Stored items:
#####

//! In-memory storage implementation for tests and throwaway indexes.

use std::collections::{HashMap, HashSet};
use std::io::{Seek, SeekFrom, Write};
use std::sync::Arc;

use parking_lot::Mutex;
use serde::{Deserialize, Serialize};

use crate::error::Result;
use crate::storage::{
    BytesInput, FileBytes, Storage, StorageError, StorageInput, StorageLock, StorageOutput,
};

/// Configuration specific to memory-based storage.
#[derive(Debug, Clone, Serialize, Deserialize)]
pub struct MemoryStorageConfig {
    /// Initial capacity of the file table.
    pub initial_capacity: usize,
}

impl Default for MemoryStorageConfig {
    fn default() -> Self {
        MemoryStorageConfig {
            initial_capacity: 16,
        }
    }
}

type FileTable = Arc<Mutex<HashMap<String, Arc<[u8]>>>>;

/// An in-memory storage implementation.
///
/// Files become visible when their output is closed (or dropped), so a
/// half-written file is never observable under its final name.
#[derive(Debug)]
pub struct MemoryStorage {
    files: FileTable,
    locks: Arc<Mutex<HashSet<String>>>,
    closed: bool,
}

impl MemoryStorage {
    /// Create a new memory storage.
    pub fn new(config: MemoryStorageConfig) -> Self {
        MemoryStorage {
            files: Arc::new(Mutex::new(HashMap::with_capacity(config.initial_capacity))),
            locks: Arc::new(Mutex::new(HashSet::new())),
            closed: false,
        }
    }

    /// Create a new memory storage with default configuration.
    pub fn new_default() -> Self {
        Self::new(MemoryStorageConfig::default())
    }

    fn check_closed(&self) -> Result<()> {
        if self.closed {
            Err(StorageError::StorageClosed.into())
        } else {
            Ok(())
        }
    }

    fn data(&self, name: &str) -> Result<Arc<[u8]>> {
        self.check_closed()?;
        self.files
            .lock()
            .get(name)
            .cloned()
            .ok_or_else(|| StorageError::FileNotFound(name.to_string()).into())
    }

    /// Get the number of files stored.
    pub fn file_count(&self) -> usize {
        self.files.lock().len()
    }

    /// Get the total size of all files.
    pub fn total_size(&self) -> u64 {
        self.files.lock().values().map(|data| data.len() as u64).sum()
    }
}

impl Storage for MemoryStorage {
    fn open_input(&self, name: &str) -> Result<Box<dyn StorageInput>> {
        Ok(Box::new(BytesInput::new(self.open_bytes(name)?)))
    }

    fn open_bytes(&self, name: &str) -> Result<FileBytes> {
        Ok(FileBytes::new(self.data(name)?))
    }

    fn create_output(&self, name: &str) -> Result<Box<dyn StorageOutput>> {
        self.check_closed()?;

        Ok(Box::new(MemoryOutput::new(
            name.to_string(),
            Arc::clone(&self.files),
        )))
    }

    fn file_exists(&self, name: &str) -> bool {
        if self.closed {
            return false;
        }

        self.files.lock().contains_key(name)
    }

    fn delete_file(&self, name: &str) -> Result<()> {
        self.check_closed()?;

        self.files
            .lock()
            .remove(name)
            .map(|_| ())
            .ok_or_else(|| StorageError::FileNotFound(name.to_string()).into())
    }

    fn list_files(&self) -> Result<Vec<String>> {
        self.check_closed()?;

        let mut file_names: Vec<String> = self.files.lock().keys().cloned().collect();
        file_names.sort();
        Ok(file_names)
    }

    fn file_size(&self, name: &str) -> Result<u64> {
        Ok(self.data(name)?.len() as u64)
    }

    fn rename_file(&self, old_name: &str, new_name: &str, overwrite: bool) -> Result<()> {
        self.check_closed()?;

        let mut files = self.files.lock();
        if !overwrite && files.contains_key(new_name) {
            return Err(StorageError::FileExists(new_name.to_string()).into());
        }
        let data = files
            .remove(old_name)
            .ok_or_else(|| StorageError::FileNotFound(old_name.to_string()))?;

        files.insert(new_name.to_string(), data);
        Ok(())
    }

    fn create_temp_output(&self, prefix: &str) -> Result<(String, Box<dyn StorageOutput>)> {
        self.check_closed()?;

        let temp_name = format!("{prefix}.{}.tmp", uuid::Uuid::new_v4().simple());
        let output = self.create_output(&temp_name)?;
        Ok((temp_name, output))
    }

    fn try_lock(&self, name: &str) -> Result<Option<Box<dyn StorageLock>>> {
        self.check_closed()?;

        let mut locks = self.locks.lock();
        if !locks.insert(name.to_string()) {
            return Ok(None);
        }

        Ok(Some(Box::new(MemoryLock {
            name: name.to_string(),
            locks: Arc::clone(&self.locks),
            released: false,
        })))
    }

    fn sync(&self) -> Result<()> {
        self.check_closed()
    }

    fn close(&mut self) -> Result<()> {
        self.closed = true;
        self.locks.lock().clear();
        Ok(())
    }
}

/// A memory-based output. The buffer is published on close.
#[derive(Debug)]
pub struct MemoryOutput {
    name: String,
    buffer: Vec<u8>,
    files: FileTable,
    position: u64,
    closed: bool,
}

impl MemoryOutput {
    fn new(name: String, files: FileTable) -> Self {
        MemoryOutput {
            name,
            buffer: Vec::new(),
            files,
            position: 0,
            closed: false,
        }
    }
}

impl Write for MemoryOutput {
    fn write(&mut self, buf: &[u8]) -> std::io::Result<usize> {
        if self.closed {
            return Err(std::io::Error::other("Output is closed"));
        }

        let start = self.position as usize;
        let end = start + buf.len();
        if end > self.buffer.len() {
            self.buffer.resize(end, 0);
        }
        self.buffer[start..end].copy_from_slice(buf);
        self.position = end as u64;
        Ok(buf.len())
    }

    fn flush(&mut self) -> std::io::Result<()> {
        Ok(())
    }
}

impl Seek for MemoryOutput {
    fn seek(&mut self, pos: SeekFrom) -> std::io::Result<u64> {
        let new_pos = match pos {
            SeekFrom::Start(offset) => Some(offset),
            SeekFrom::End(offset) => (self.buffer.len() as u64).checked_add_signed(offset),
            SeekFrom::Current(offset) => self.position.checked_add_signed(offset),
        };

        match new_pos {
            Some(p) => {
                self.position = p;
                Ok(p)
            }
            None => Err(std::io::Error::new(
                std::io::ErrorKind::InvalidInput,
                "Invalid seek position",
            )),
        }
    }
}

impl StorageOutput for MemoryOutput {
    fn flush_and_sync(&mut self) -> Result<()> {
        Ok(())
    }

    fn position(&self) -> Result<u64> {
        Ok(self.position)
    }

    fn close(&mut self) -> Result<()> {
        if !self.closed {
            let data: Arc<[u8]> = std::mem::take(&mut self.buffer).into();
            self.files.lock().insert(self.name.clone(), data);
            self.closed = true;
        }
        Ok(())
    }
}

impl Drop for MemoryOutput {
    fn drop(&mut self) {
        let _ = self.close();
    }
}

/// A lock held in a shared in-process set.
#[derive(Debug)]
struct MemoryLock {
    name: String,
    locks: Arc<Mutex<HashSet<String>>>,
    released: bool,
}

impl StorageLock for MemoryLock {
    fn name(&self) -> &str {
        &self.name
    }

    fn release(&mut self) -> Result<()> {
        if !self.released {
            self.locks.lock().remove(&self.name);
            self.released = true;
        }
        Ok(())
    }

    fn is_valid(&self) -> bool {
        !self.released
    }
}

impl Drop for MemoryLock {
    fn drop(&mut self) {
        let _ = self.release();
    }
}

#[cfg(test)]
mod tests {
    use super::*;
    use std::io::Read;

    fn read_all(input: &mut dyn StorageInput) -> Result<Vec<u8>> {
        let mut buffer = Vec::new();
        input.read_to_end(&mut buffer)?;
        Ok(buffer)
    }

    #[test]
    fn test_memory_storage_creation() {
        let storage = MemoryStorage::new_default();
        assert_eq!(storage.file_count(), 0);
        assert_eq!(storage.total_size(), 0);
    }

    #[test]
    fn test_create_and_read_file() {
        let storage = MemoryStorage::new_default();

        let mut output = storage.create_output("test.txt").unwrap();
        output.write_all(b"Hello, Memory!").unwrap();
        assert!(!storage.file_exists("test.txt"));
        output.close().unwrap();

        let mut input = storage.open_input("test.txt").unwrap();
        let mut buffer = Vec::new();
        input.read_to_end(&mut buffer).unwrap();

        assert_eq!(buffer, b"Hello, Memory!");
        assert_eq!(input.size().unwrap(), 14);
        assert_eq!(storage.file_count(), 1);
        assert_eq!(storage.total_size(), 14);
    }

    #[test]
    fn test_seek_and_overwrite() {
        let storage = MemoryStorage::new_default();

        let mut output = storage.create_output("patch.bin").unwrap();
        output.write_all(b"aaaaaa").unwrap();
        output.seek(SeekFrom::Start(2)).unwrap();
        output.write_all(b"bb").unwrap();
        output.close().unwrap();

        assert_eq!(storage.open_bytes("patch.bin").unwrap().as_slice(), b"aabbaa");
    }

    #[test]
    fn test_rename_without_overwrite() {
        let storage = MemoryStorage::new_default();

        for name in ["a.tmp", "b"] {
            let mut output = storage.create_output(name).unwrap();
            output.write_all(name.as_bytes()).unwrap();
            output.close().unwrap();
        }

        assert!(storage.rename_file("a.tmp", "b", false).is_err());
        assert!(storage.file_exists("a.tmp"));

        storage.rename_file("a.tmp", "b", true).unwrap();
        assert!(!storage.file_exists("a.tmp"));
        assert_eq!(storage.open_bytes("b").unwrap().as_slice(), b"a.tmp");
    }

    #[test]
    fn test_temp_output_names_are_unique() {
        let storage = MemoryStorage::new_default();
        let (first, mut out1) = storage.create_temp_output("_main_1.toc").unwrap();
        let (second, mut out2) = storage.create_temp_output("_main_1.toc").unwrap();
        out1.close().unwrap();
        out2.close().unwrap();

        assert_ne!(first, second);
        assert!(first.starts_with("_main_1.toc."));
        assert_eq!(read_all(&mut *storage.open_input(&first).unwrap()).unwrap(), b"");
    }

    #[test]
    fn test_locks() {
        let storage = MemoryStorage::new_default();

        let lock = storage.try_lock("WRITELOCK").unwrap();
        assert!(lock.is_some());
        assert!(storage.try_lock("WRITELOCK").unwrap().is_none());

        drop(lock);
        let mut again = storage.try_lock("WRITELOCK").unwrap().unwrap();
        assert_eq!(again.name(), "WRITELOCK");
        again.release().unwrap();
        assert!(!again.is_valid());
        assert!(storage.try_lock("WRITELOCK").unwrap().is_some());
    }

    #[test]
    fn test_storage_close() {
        let mut storage = MemoryStorage::new_default();
        storage.close().unwrap();
        assert!(storage.create_output("test.txt").is_err());
        assert!(!storage.file_exists("test.txt"));
    }
}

#####

When a line among the entries above contains "position", copy it.

**Solution below**.
    position: u64,
            position: 0,
        let start = self.position as usize;
        self.position = end as u64;
            SeekFrom::Current(offset) => self.position.checked_add_signed(offset),
                self.position = p;
                "Invalid seek position",
    fn position(&self) -> Result<u64> {
        Ok(self.position)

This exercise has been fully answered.